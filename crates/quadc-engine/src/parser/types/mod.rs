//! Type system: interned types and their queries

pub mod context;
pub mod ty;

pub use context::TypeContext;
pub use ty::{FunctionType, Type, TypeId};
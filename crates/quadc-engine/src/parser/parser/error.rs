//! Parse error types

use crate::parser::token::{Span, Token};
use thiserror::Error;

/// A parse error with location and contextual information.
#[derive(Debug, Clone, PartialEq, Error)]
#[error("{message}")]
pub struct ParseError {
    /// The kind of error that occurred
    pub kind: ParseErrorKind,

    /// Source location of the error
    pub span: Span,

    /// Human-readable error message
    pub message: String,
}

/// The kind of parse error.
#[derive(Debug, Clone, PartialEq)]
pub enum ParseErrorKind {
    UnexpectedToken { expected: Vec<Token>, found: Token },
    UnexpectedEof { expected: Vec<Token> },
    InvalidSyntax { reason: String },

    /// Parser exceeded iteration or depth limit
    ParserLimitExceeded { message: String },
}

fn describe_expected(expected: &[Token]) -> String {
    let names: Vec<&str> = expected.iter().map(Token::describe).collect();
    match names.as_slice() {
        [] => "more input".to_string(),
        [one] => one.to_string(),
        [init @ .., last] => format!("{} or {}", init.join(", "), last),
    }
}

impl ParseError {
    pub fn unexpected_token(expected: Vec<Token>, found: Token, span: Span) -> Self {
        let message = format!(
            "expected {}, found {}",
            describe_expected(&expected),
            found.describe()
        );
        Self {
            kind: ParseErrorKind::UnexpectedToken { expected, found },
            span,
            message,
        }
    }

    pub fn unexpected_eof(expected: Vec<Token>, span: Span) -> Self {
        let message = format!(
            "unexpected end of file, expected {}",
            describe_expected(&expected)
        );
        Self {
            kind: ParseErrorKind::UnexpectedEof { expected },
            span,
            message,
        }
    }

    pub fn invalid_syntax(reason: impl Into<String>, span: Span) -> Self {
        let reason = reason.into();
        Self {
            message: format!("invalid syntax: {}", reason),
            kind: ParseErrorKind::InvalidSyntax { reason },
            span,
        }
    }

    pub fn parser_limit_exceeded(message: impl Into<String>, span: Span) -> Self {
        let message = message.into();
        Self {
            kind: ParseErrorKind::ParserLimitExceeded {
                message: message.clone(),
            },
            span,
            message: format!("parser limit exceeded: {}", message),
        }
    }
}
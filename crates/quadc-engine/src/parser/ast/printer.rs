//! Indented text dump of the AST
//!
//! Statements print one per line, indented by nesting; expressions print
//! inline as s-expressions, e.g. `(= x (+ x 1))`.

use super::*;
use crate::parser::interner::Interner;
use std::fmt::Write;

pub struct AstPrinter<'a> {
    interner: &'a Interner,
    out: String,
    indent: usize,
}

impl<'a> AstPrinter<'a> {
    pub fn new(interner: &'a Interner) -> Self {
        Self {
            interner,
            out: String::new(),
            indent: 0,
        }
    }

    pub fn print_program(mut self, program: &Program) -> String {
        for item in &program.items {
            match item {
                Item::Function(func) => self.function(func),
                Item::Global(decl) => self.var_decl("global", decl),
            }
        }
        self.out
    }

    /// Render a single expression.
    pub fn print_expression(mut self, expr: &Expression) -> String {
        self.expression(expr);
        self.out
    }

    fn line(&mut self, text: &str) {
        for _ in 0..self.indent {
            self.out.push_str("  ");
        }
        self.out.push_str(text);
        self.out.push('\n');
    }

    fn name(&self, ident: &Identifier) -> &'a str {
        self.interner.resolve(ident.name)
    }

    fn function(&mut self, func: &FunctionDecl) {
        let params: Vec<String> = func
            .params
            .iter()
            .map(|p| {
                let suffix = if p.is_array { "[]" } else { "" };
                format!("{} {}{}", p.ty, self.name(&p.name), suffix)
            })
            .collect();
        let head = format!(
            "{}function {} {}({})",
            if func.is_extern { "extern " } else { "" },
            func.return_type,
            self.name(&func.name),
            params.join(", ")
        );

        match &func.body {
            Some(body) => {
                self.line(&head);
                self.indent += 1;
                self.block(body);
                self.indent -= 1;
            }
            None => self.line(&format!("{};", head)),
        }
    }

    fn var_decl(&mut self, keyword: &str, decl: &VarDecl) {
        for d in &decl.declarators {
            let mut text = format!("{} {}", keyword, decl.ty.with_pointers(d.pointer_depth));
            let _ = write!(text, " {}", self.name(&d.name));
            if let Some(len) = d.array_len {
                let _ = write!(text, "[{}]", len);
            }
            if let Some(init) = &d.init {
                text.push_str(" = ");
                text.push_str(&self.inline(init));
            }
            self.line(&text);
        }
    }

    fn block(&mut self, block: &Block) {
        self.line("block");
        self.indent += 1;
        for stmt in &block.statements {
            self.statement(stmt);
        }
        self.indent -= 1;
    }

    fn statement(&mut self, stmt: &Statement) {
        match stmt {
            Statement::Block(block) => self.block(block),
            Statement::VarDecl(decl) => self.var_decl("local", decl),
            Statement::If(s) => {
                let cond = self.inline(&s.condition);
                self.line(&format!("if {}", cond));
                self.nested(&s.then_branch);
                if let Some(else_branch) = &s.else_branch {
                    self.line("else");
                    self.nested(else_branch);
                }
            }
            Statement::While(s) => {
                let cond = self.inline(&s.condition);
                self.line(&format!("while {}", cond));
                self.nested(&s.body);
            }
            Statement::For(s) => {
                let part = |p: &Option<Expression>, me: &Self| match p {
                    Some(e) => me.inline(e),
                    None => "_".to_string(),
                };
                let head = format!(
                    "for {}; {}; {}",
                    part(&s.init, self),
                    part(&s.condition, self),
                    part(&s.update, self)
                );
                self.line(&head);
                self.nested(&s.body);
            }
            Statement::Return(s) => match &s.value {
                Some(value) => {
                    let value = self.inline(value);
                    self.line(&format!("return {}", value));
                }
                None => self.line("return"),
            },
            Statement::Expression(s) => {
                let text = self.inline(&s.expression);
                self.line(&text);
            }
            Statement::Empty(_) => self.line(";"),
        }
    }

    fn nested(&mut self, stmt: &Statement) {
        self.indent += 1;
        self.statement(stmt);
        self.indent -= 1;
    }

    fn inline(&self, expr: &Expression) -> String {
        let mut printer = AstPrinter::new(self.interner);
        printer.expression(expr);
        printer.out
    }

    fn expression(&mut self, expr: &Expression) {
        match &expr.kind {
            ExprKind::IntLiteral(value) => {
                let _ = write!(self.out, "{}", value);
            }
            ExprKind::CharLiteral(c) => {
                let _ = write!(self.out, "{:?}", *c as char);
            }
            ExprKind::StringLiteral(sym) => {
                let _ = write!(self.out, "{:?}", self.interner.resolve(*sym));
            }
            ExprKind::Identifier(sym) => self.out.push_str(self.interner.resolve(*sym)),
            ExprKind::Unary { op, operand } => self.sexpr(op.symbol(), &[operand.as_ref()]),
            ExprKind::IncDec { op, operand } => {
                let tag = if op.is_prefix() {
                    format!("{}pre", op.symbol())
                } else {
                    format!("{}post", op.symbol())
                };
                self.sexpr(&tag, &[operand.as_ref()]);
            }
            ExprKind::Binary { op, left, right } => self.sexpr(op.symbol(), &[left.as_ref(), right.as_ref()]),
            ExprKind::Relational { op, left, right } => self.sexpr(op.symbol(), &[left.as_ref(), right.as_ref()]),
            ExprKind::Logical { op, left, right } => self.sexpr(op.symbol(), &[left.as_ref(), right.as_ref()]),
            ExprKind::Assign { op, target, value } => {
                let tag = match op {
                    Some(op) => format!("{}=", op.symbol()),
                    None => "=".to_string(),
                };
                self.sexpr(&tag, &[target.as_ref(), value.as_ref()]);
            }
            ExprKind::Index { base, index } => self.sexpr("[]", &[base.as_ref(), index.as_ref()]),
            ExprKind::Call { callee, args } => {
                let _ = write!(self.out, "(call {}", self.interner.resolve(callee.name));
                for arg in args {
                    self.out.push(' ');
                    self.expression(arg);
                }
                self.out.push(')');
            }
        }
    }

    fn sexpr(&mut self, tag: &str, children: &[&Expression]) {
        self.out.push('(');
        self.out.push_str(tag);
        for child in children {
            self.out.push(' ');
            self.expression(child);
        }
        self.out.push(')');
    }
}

**Work order:** Each line above that contains the word "derive" counts once; give the total and no other text.

**Your response:** 2